As for the tetras, try to pick only 2 species max, and then have schools of about 8. So that'd be 3 more neons, and then 8 of your choice. Some black skirt tetras might look nice, although the guppies might be fin nippers. Very hardy fish too. 

With the guppies though, you're going to be over stocked in a matter of months, even if they're the only fish in the tank, and even if you only have 1 female (don't, she'll be harassed to death by the males). I personally wouldn't add them, or only have males, but if you do have them, make sure you keep the population down, you will probably have to pull them out and either cull them or sell them. You're going to be pushing your stocking with them IMHO.


----------



## navigator black

The thing is, a tetra isn't a tetra - it's a lot of different fish. There are soft and hard water ones, cool and hot ones, tough ones that will rip the rest of the tank and peaceful ones...
The across the board toughest I know are Astyanax species, but they are also called Nastyanax by many, justifiably.
I really like tetras and have kept a lot, and would be glad to help if you tell me how big you want the fish to be, how warm you plan the tank to be and about how hard or soft your water is, I'll gladly give you a list of possible species. You can look them up and see which ones appeal to you.


----------



## aerithny

Wow, the plecos I didn't realize get that big! I will DEDFINTLY go with the other suggestions then. I like how they look, but I don't want anything that large. If my pleco makes it, I will see if I can find him a proper home then, so he doesn't grow un happy in my tank. (Thanks again Petsmart!).

Guppy wise I have only gone for male, they have tanks with the two sexes seperated and I plan on staying that way. No fray for me ) In terms of the tetra, I love the neons. My other choices would either be the glowlight, red fin, or the yellow one with blue eyes ( I don't know it's proper name). I will go with the recommended 8 (was that 8 per species or 8 all together?)

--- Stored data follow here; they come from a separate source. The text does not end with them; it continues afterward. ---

//! Session orchestrator CLI.
//!
//! `orchestrator run` drives the worker until it reports all work complete or
//! the session budget is spent, then prints the run result as JSON on stdout.

use std::path::{Path, PathBuf};

use anyhow::{Context, Result};
use clap::{Args, Parser, Subcommand};
use serde::Serialize;
use serde_json::json;

use orchestrator::core::types::{RunStop, SessionEvent};
use orchestrator::exit_codes;
use orchestrator::io::checkpoint::{CheckpointRequest, CheckpointValidator, CommandCheckpoint};
use orchestrator::io::config::{DEFAULT_CONFIG_FILE, RunConfig, load_config, write_config};
use orchestrator::io::reaper::{SystemProcessTable, reap};
use orchestrator::io::worker::CommandSessionRunner;
use orchestrator::logging;
use orchestrator::orchestrate::run_sessions;
use orchestrator::preflight::PreconditionError;

#[derive(Parser)]
#[command(
    name = "orchestrator",
    version,
    about = "Drive an external worker through retried, checkpointed sessions"
)]
struct Cli {
    #[command(subcommand)]
    command: Command,
}

#[derive(Subcommand)]
enum Command {
    /// Write a default config file if missing.
    Init {
        #[arg(long, default_value = DEFAULT_CONFIG_FILE)]
        config: PathBuf,
        /// Overwrite an existing file.
        #[arg(short, long)]
        force: bool,
    },
    /// Run sessions until the worker reports completion or the budget is spent.
    Run(RunArgs),
    /// Terminate stray helper processes once and print how many were reaped.
    Reap {
        #[arg(long, default_value = DEFAULT_CONFIG_FILE)]
        config: PathBuf,
        /// Process-name substring to match; repeatable. Defaults to the config's list.
        #[arg(long = "signature")]
        signatures: Vec<String>,
    },
    /// Run the checkpoint command once and print its outcome.
    Checkpoint {
        #[arg(long, default_value = DEFAULT_CONFIG_FILE)]
        config: PathBuf,
        #[arg(long)]
        workspace: Option<PathBuf>,
    },
}

#[derive(Args)]
struct RunArgs {
    #[arg(long, default_value = DEFAULT_CONFIG_FILE)]
    config: PathBuf,
    #[arg(long)]
    workspace: Option<PathBuf>,
    #[arg(long)]
    manifest: Option<PathBuf>,
    #[arg(long)]
    max_sessions: Option<u32>,
    #[arg(long)]
    checkpoint_interval: Option<u32>,
    /// Write per-attempt records and the final summary here.
    #[arg(long)]
    log_dir: Option<PathBuf>,
}

impl RunArgs {
    fn apply(self, mut cfg: RunConfig) -> RunConfig {
        if let Some(workspace) = self.workspace {
            cfg.workspace = workspace;
        }
        if let Some(manifest) = self.manifest {
            cfg.manifest = manifest;
        }
        if let Some(max_sessions) = self.max_sessions {
            cfg.max_sessions = max_sessions;
        }
        if let Some(interval) = self.checkpoint_interval {
            cfg.checkpoint_interval = interval;
        }
        if let Some(log_dir) = self.log_dir {
            cfg.log_dir = Some(log_dir);
        }
        cfg
    }
}

fn main() {
    logging::init();
    match run() {
        Ok(code) => std::process::exit(code),
        Err(err) => {
            eprintln!("{:#}", err);
            std::process::exit(exit_codes::INVALID);
        }
    }
}

fn run() -> Result<i32> {
    let cli = Cli::parse();
    match cli.command {
        Command::Init { config, force } => cmd_init(&config, force),
        Command::Run(args) => cmd_run(args),
        Command::Reap { config, signatures } => cmd_reap(&config, signatures),
        Command::Checkpoint { config, workspace } => cmd_checkpoint(&config, workspace),
    }
}

fn cmd_init(path: &Path, force: bool) -> Result<i32> {
    if !force && path.exists() {
        eprintln!("{} already exists (use --force to overwrite)", path.display());
        return Ok(exit_codes::OK);
    }
    write_config(path, &RunConfig::default())
        .with_context(|| format!("write {}", path.display()))?;
    println!("{}", path.display());
    Ok(exit_codes::OK)
}

fn cmd_run(args: RunArgs) -> Result<i32> {
    let cfg = load_config(&args.config)?;
    let cfg = args.apply(cfg);

    let runner = CommandSessionRunner;
    let mut processes = SystemProcessTable::new();
    let validator =
        CommandCheckpoint::new(cfg.checkpoint.command.clone(), cfg.checkpoint.output_limit_bytes);

    let max_sessions = cfg.max_sessions;
    let result = match run_sessions(&cfg, &runner, &mut processes, &validator, |event| {
        print_progress(event, max_sessions);
    }) {
        Ok(result) => result,
        Err(err) => {
            if let Some(precondition) = err.downcast_ref::<PreconditionError>() {
                eprintln!("{precondition}");
                print_json(&json!({
                    "success": false,
                    "error": precondition.message,
                    "sessions_attempted": 0,
                }))?;
                return Ok(exit_codes::INVALID);
            }
            return Err(err);
        }
    };

    print_json(&result)?;
    Ok(match result.stop {
        RunStop::AllPassed => exit_codes::OK,
        RunStop::Exhausted => exit_codes::EXHAUSTED,
        RunStop::Fatal => exit_codes::FATAL,
    })
}

fn cmd_reap(config: &Path, signatures: Vec<String>) -> Result<i32> {
    let signatures = if signatures.is_empty() {
        load_config(config)?.reaper.signatures
    } else {
        signatures
    };
    let mut processes = SystemProcessTable::new();
    let count = reap(&mut processes, &signatures);
    println!("{count}");
    Ok(exit_codes::OK)
}

fn cmd_checkpoint(config: &Path, workspace: Option<PathBuf>) -> Result<i32> {
    let cfg = load_config(config)?;
    let workspace = workspace.unwrap_or_else(|| cfg.workspace.clone());
    if !workspace.is_dir() {
        eprintln!("workspace does not exist: {}", workspace.display());
        return Ok(exit_codes::INVALID);
    }
    let validator =
        CommandCheckpoint::new(cfg.checkpoint.command.clone(), cfg.checkpoint.output_limit_bytes);
    let outcome = validator.validate(&CheckpointRequest {
        workspace,
        timeout: cfg.checkpoint_timeout(),
    })?;
    print_json(&outcome)?;
    Ok(exit_codes::OK)
}

fn print_progress(event: &SessionEvent, max_sessions: u32) {
    match event {
        SessionEvent::AttemptFinished {
            seq,
            retry,
            outcome,
            duration,
        } => eprintln!(
            "[session {}/{max_sessions}] attempt {} {} in {:.1}s",
            seq + 1,
            retry + 1,
            outcome.describe(),
            duration.as_secs_f64()
        ),
        SessionEvent::Checkpoint { index, outcome } if !outcome.passed => {
            eprintln!("[checkpoint {index}] warnings: {}", outcome.warnings.join("; "));
        }
        _ => {}
    }
}

fn print_json<T: Serialize>(value: &T) -> Result<()> {
    let payload = serde_json::to_string_pretty(value).context("serialize json")?;
    println!("{payload}");
    Ok(())
}

#[cfg(test)]
mod tests {
    use super::*;

    #[test]
    fn parse_run_with_overrides() {
        let cli = Cli::parse_from([
            "orchestrator",
            "run",
            "--workspace",
            "/work/app",
            "--max-sessions",
            "3",
            "--checkpoint-interval",
            "1",
        ]);
        let Command::Run(args) = cli.command else {
            panic!("expected run");
        };
        let cfg = args.apply(RunConfig::default());
        assert_eq!(cfg.workspace, PathBuf::from("/work/app"));
        assert_eq!(cfg.max_sessions, 3);
        assert_eq!(cfg.checkpoint_interval, 1);
        assert_eq!(cfg.manifest, PathBuf::new());
    }

    #[test]
    fn parse_reap_signatures() {
        let cli = Cli::parse_from([
            "orchestrator",
            "reap",
            "--signature",
            "helper",
            "--signature",
            "chrome",
        ]);
        let Command::Reap { signatures, .. } = cli.command else {
            panic!("expected reap");
        };
        assert_eq!(signatures, vec!["helper", "chrome"]);
    }

    #[test]
    fn parse_init_force() {
        let cli = Cli::parse_from(["orchestrator", "init", "--force"]);
        assert!(matches!(cli.command, Command::Init { force: true, .. }));
    }
}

I am looking at keeping the water around 75-77 degress and I don't want huge fish. Say 2''-2.5'' max.


----------



## Kehy

Yeah, Petsmart and Petco are really only in it for the profit, so rarely, if ever, listen to their advice. As for the tetras, they like schools of their own species, so it would be 8 of the same species. You can have 8 neons, that's fine, and 8 max of another type


----------



## navigator black

Okay, tough, peaceful, common, adaptable for water...
black neons
glowlights
silver tips
bloodfins (sometimes nippy)
head and tail lights
pulcher
lemons
phantoms
Pristella (I love this easy fish)
neons

less common or fragile

emperors (beautiful but territorial)
cardinals
serpae and related species (nippy)
blues (Peru tetras)
I forgot this in the original post - the beautiful rummy noses - several species of delicate but fantastic tetras!

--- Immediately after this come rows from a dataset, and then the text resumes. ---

//! Orchestrator configuration stored in `orchestrator.toml`.

use std::fs;
use std::path::{Path, PathBuf};
use std::time::Duration;

use anyhow::{Context, Result, anyhow};
use serde::{Deserialize, Serialize};

/// Default config file name, resolved relative to the current directory.
pub const DEFAULT_CONFIG_FILE: &str = "orchestrator.toml";

/// Run configuration (TOML).
///
/// Missing fields default to values suitable for an unattended overnight run.
/// `workspace` and `manifest` have no meaningful default and must be provided
/// either in the file or on the command line.
#[derive(Debug, Clone, Serialize, Deserialize, PartialEq, Eq)]
#[serde(default)]
pub struct RunConfig {
    /// Target workspace the worker operates on.
    pub workspace: PathBuf,

    /// Work-manifest file the worker is asked to satisfy.
    pub manifest: PathBuf,

    /// Number of sequence numbers the run may consume.
    pub max_sessions: u32,

    /// Run a checkpoint after every N advances.
    pub checkpoint_interval: u32,

    /// Directory for per-attempt records and the final summary. Disabled when unset.
    pub log_dir: Option<PathBuf>,

    pub worker: WorkerConfig,
    pub checkpoint: CheckpointConfig,
    pub reaper: ReaperConfig,
}

#[derive(Debug, Clone, Serialize, Deserialize, PartialEq, Eq)]
#[serde(default)]
pub struct WorkerConfig {
    /// Program plus leading arguments (e.g. `["python", "agent.py"]`).
    pub command: Vec<String>,

    /// Working directory for the worker. Defaults to the workspace when unset.
    pub workdir: Option<PathBuf>,

    /// Per-attempt wall-clock budget in seconds.
    pub timeout_secs: u64,

    /// Value passed to the worker as `--max-iterations`.
    pub max_iterations: u32,

    /// Truncate captured stdout/stderr beyond this many bytes per stream.
    pub output_limit_bytes: usize,
}

#[derive(Debug, Clone, Serialize, Deserialize, PartialEq, Eq)]
#[serde(default)]
pub struct CheckpointConfig {
    /// Command to execute in the workspace (e.g. `["npm","run","build"]`).
    pub command: Vec<String>,

    pub timeout_secs: u64,

    pub output_limit_bytes: usize,
}

#[derive(Debug, Clone, Serialize, Deserialize, PartialEq, Eq)]
#[serde(default)]
pub struct ReaperConfig {
    /// Case-insensitive substrings identifying stray helper processes.
    pub signatures: Vec<String>,
}

impl Default for WorkerConfig {
    fn default() -> Self {
        Self {
            command: vec!["python".to_string(), "autonomous_agent.py".to_string()],
            workdir: None,
            timeout_secs: 10 * 60,
            max_iterations: 20,
            output_limit_bytes: 1_000_000,
        }
    }
}

impl Default for CheckpointConfig {
    fn default() -> Self {
        Self {
            command: vec!["npm".to_string(), "run".to_string(), "build".to_string()],
            timeout_secs: 2 * 60,
            output_limit_bytes: 100_000,
        }
    }
}

impl Default for ReaperConfig {
    fn default() -> Self {
        Self {
            signatures: vec![
                "playwright".to_string(),
                "mcp-server".to_string(),
                "chrome".to_string(),
            ],
        }
    }
}

impl Default for RunConfig {
    fn default() -> Self {
        Self {
            workspace: PathBuf::new(),
            manifest: PathBuf::new(),
            max_sessions: 50,
            checkpoint_interval: 5,
            log_dir: None,
            worker: WorkerConfig::default(),
            checkpoint: CheckpointConfig::default(),
            reaper: ReaperConfig::default(),
        }
    }
}

impl RunConfig {
    pub fn validate(&self) -> Result<()> {
        if self.max_sessions == 0 {
            return Err(anyhow!("max_sessions must be >= 1"));
        }
        if self.checkpoint_interval == 0 {
            return Err(anyhow!("checkpoint_interval must be >= 1"));
        }
        if self.worker.timeout_secs == 0 {
            return Err(anyhow!("worker.timeout_secs must be > 0"));
        }
        if self.worker.output_limit_bytes == 0 {
            return Err(anyhow!("worker.output_limit_bytes must be > 0"));
        }
        if !has_program(&self.worker.command) {
            return Err(anyhow!("worker.command must be a non-empty array"));
        }
        if self.checkpoint.timeout_secs == 0 {
            return Err(anyhow!("checkpoint.timeout_secs must be > 0"));
        }
        if self.checkpoint.output_limit_bytes == 0 {
            return Err(anyhow!("checkpoint.output_limit_bytes must be > 0"));
        }
        if !has_program(&self.checkpoint.command) {
            return Err(anyhow!("checkpoint.command must be a non-empty array"));
        }
        if self.reaper.signatures.iter().any(|sig| sig.trim().is_empty()) {
            return Err(anyhow!("reaper.signatures must not contain blank entries"));
        }
        Ok(())
    }

    pub fn worker_timeout(&self) -> Duration {
        Duration::from_secs(self.worker.timeout_secs)
    }

    pub fn checkpoint_timeout(&self) -> Duration {
        Duration::from_secs(self.checkpoint.timeout_secs)
    }

    /// Working directory for the worker process.
    pub fn worker_workdir(&self) -> &Path {
        self.worker.workdir.as_deref().unwrap_or(&self.workspace)
    }
}

fn has_program(command: &[String]) -> bool {
    command.first().is_some_and(|program| !program.trim().is_empty())
}

/// Load config from a TOML file.
///
/// If the file is missing, returns `RunConfig::default()`. The result is not
/// validated here: callers apply command-line overrides first.
pub fn load_config(path: &Path) -> Result<RunConfig> {
    if !path.exists() {
        return Ok(RunConfig::default());
    }
    let contents = fs::read_to_string(path).with_context(|| format!("read {}", path.display()))?;
    let cfg: RunConfig =
        toml::from_str(&contents).with_context(|| format!("parse {}", path.display()))?;
    Ok(cfg)
}

/// Atomically write config to disk (temp file + rename).
pub fn write_config(path: &Path, cfg: &RunConfig) -> Result<()> {
    let mut buf = toml::to_string_pretty(cfg).context("serialize config toml")?;
    buf.push('\n');
    write_atomic(path, &buf)
}

fn write_atomic(path: &Path, contents: &str) -> Result<()> {
    let parent = match path.parent() {
        Some(parent) if !parent.as_os_str().is_empty() => parent,
        _ => Path::new("."),
    };
    fs::create_dir_all(parent).with_context(|| format!("create directory {}", parent.display()))?;
    let tmp_path = path.with_extension("toml.tmp");
    fs::write(&tmp_path, contents)
        .with_context(|| format!("write temp config {}", tmp_path.display()))?;
    fs::rename(&tmp_path, path).with_context(|| format!("replace config {}", path.display()))?;
    Ok(())
}

#[cfg(test)]
mod tests {
    use super::*;

    #[test]
    fn load_missing_returns_default() {
        let temp = tempfile::tempdir().expect("tempdir");
        let cfg = load_config(&temp.path().join("missing.toml")).expect("load");
        assert_eq!(cfg, RunConfig::default());
    }

    #[test]
    fn write_then_load_round_trips() {
        let temp = tempfile::tempdir().expect("tempdir");
        let path = temp.path().join("orchestrator.toml");
        let cfg = RunConfig {
            workspace: PathBuf::from("/work/app"),
            manifest: PathBuf::from("/work/app/features.json"),
            log_dir: Some(PathBuf::from("/tmp/logs")),
            ..RunConfig::default()
        };
        write_config(&path, &cfg).expect("write");
        let loaded = load_config(&path).expect("load");
        assert_eq!(loaded, cfg);
    }

    #[test]
    fn partial_file_fills_in_defaults() {
        let temp = tempfile::tempdir().expect("tempdir");
        let path = temp.path().join("orchestrator.toml");
        fs::write(
            &path,
            "max_sessions = 3\n\n[reaper]\nsignatures = [\"helper\"]\n",
        )
        .expect("write");
        let cfg = load_config(&path).expect("load");
        assert_eq!(cfg.max_sessions, 3);
        assert_eq!(cfg.checkpoint_interval, 5);
        assert_eq!(cfg.reaper.signatures, vec!["helper"]);
        assert_eq!(cfg.worker, WorkerConfig::default());
    }

    #[test]
    fn validate_rejects_zero_counts() {
        let cfg = RunConfig {
            max_sessions: 0,
            ..RunConfig::default()
        };
        assert!(cfg.validate().unwrap_err().to_string().contains("max_sessions"));

        let cfg = RunConfig {
            checkpoint_interval: 0,
            ..RunConfig::default()
        };
        assert!(
            cfg.validate()
                .unwrap_err()
                .to_string()
                .contains("checkpoint_interval")
        );
    }

    #[test]
    fn validate_rejects_empty_commands_and_blank_signatures() {
        let mut cfg = RunConfig::default();
        cfg.worker.command = Vec::new();
        assert!(cfg.validate().unwrap_err().to_string().contains("worker.command"));

        let mut cfg = RunConfig::default();
        cfg.checkpoint.command = vec![" ".to_string()];
        assert!(
            cfg.validate()
                .unwrap_err()
                .to_string()
                .contains("checkpoint.command")
        );

        let mut cfg = RunConfig::default();
        cfg.reaper.signatures.push(String::new());
        assert!(cfg.validate().unwrap_err().to_string().contains("signatures"));
    }

    #[test]
    fn worker_workdir_falls_back_to_workspace() {
        let mut cfg = RunConfig {
            workspace: PathBuf::from("/work/app"),
            ..RunConfig::default()
        };
        assert_eq!(cfg.worker_workdir(), Path::new("/work/app"));
        cfg.worker.workdir = Some(PathBuf::from("/opt/agent"));
        assert_eq!(cfg.worker_workdir(), Path::new("/opt/agent"));
    }
}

Honorary tetras - same behavior but different families

harlequin rasboras (go for it!)
any pencil fish, especially beckford's
fire barbs (vaterifloris)


----------



## aerithny

Navigator Black, you have made this very difficult LOL!

I LOVE the red phantom Tetra
LOVE the silver tip tetra
LOVE the harlequin rasboras 
Then still LOVE the neons......


hmmmmm, haha.


----------



## luananeko

I'm not familiar with the red phantoms or silver tips, but I do have experience with harlequin rasboras. They tend to be very active and can really liven up the tank. Definitely a lot of fun! 

Zebra danios are another hardy schooling fish that can be pretty zippy, but I don't recommend them if your tank isn't at least 2ft long. They like to really get some speed and a narrower tank doesn't let them stretch their fins to their full extent. If your tank is long enough, definitely give them a look though. They tend to be more active than most of the neons I've had and are quite entertaining to watch!


----------



## navigator black

For years, I had three community tanks, and I really enjoyed putting together tetra 'displays' - considering body shapes, colours, feeding levels etc. I liked keeping oddball tetras that came in mixed with commercial shipments, and even tried breeding a few tetras - no easy task compared to a lot of fish. 

I have one 75 gallon with larger tetras now, in my family room. They are from the Congo, and swim in a perfect mixed species school - moving like they have one mind. I have never had such a school before - usually they form loose groupings and don't hold together like these ones.
I've only been able to identify the species one two of these fish, and there are three I'm really not sure of. It's kind of fun to watch them. 

Characins are looked down on by snobby aquarists - people miss out on a lot by not looking closely.


----------



## Kehy

I used to have some lemons, they were friendly, lol. I remember one used to swim into my hand when I was a little kid.


----------